• [Exercise goal]: Below are records. Find each line in them that holds the word "items" and copy it.
Start of Task inputs
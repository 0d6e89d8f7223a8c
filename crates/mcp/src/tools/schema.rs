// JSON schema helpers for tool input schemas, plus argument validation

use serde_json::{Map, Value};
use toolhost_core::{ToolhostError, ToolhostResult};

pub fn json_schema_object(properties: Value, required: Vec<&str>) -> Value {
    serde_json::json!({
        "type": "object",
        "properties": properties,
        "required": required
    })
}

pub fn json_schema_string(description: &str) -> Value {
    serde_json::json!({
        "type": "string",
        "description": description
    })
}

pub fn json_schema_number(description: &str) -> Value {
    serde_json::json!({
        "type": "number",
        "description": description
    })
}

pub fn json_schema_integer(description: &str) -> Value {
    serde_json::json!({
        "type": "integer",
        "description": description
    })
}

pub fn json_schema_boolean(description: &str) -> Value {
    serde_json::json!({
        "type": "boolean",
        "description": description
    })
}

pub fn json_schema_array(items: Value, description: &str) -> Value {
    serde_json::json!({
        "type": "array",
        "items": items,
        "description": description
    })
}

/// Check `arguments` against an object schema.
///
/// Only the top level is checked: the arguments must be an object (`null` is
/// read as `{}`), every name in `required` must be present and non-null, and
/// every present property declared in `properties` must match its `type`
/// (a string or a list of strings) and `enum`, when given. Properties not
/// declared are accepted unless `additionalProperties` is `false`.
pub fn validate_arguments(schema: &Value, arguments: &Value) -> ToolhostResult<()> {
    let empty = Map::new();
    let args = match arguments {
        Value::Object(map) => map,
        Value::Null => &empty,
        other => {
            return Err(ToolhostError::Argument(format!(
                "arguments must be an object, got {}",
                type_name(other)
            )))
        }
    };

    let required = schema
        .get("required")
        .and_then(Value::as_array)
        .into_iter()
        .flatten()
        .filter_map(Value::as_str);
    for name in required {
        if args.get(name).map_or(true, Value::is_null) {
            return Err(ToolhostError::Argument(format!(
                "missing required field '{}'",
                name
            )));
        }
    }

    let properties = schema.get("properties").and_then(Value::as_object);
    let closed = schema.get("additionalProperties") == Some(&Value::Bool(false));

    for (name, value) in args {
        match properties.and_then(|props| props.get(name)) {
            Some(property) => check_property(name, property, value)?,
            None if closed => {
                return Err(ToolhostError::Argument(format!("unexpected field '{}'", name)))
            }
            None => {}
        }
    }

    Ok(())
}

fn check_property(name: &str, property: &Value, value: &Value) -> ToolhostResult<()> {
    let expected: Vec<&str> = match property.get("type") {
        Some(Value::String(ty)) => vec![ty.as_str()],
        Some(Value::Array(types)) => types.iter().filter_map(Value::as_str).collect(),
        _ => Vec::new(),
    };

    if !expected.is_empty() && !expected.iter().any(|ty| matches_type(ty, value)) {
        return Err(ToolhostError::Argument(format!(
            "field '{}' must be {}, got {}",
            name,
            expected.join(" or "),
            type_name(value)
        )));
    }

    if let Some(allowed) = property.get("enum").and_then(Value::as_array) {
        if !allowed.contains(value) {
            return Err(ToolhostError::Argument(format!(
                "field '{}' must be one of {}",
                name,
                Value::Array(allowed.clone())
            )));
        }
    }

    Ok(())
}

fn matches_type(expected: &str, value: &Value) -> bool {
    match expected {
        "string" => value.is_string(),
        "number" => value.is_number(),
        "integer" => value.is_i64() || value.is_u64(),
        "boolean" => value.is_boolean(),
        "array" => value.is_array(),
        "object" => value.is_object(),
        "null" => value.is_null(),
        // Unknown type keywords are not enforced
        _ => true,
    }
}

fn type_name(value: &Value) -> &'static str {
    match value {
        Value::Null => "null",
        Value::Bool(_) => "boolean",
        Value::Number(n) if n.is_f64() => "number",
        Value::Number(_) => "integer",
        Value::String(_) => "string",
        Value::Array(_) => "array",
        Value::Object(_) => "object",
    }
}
End of Task inputs
• [Answer area]:
pub fn json_schema_array(items: Value, description: &str) -> Value {
        "items": items,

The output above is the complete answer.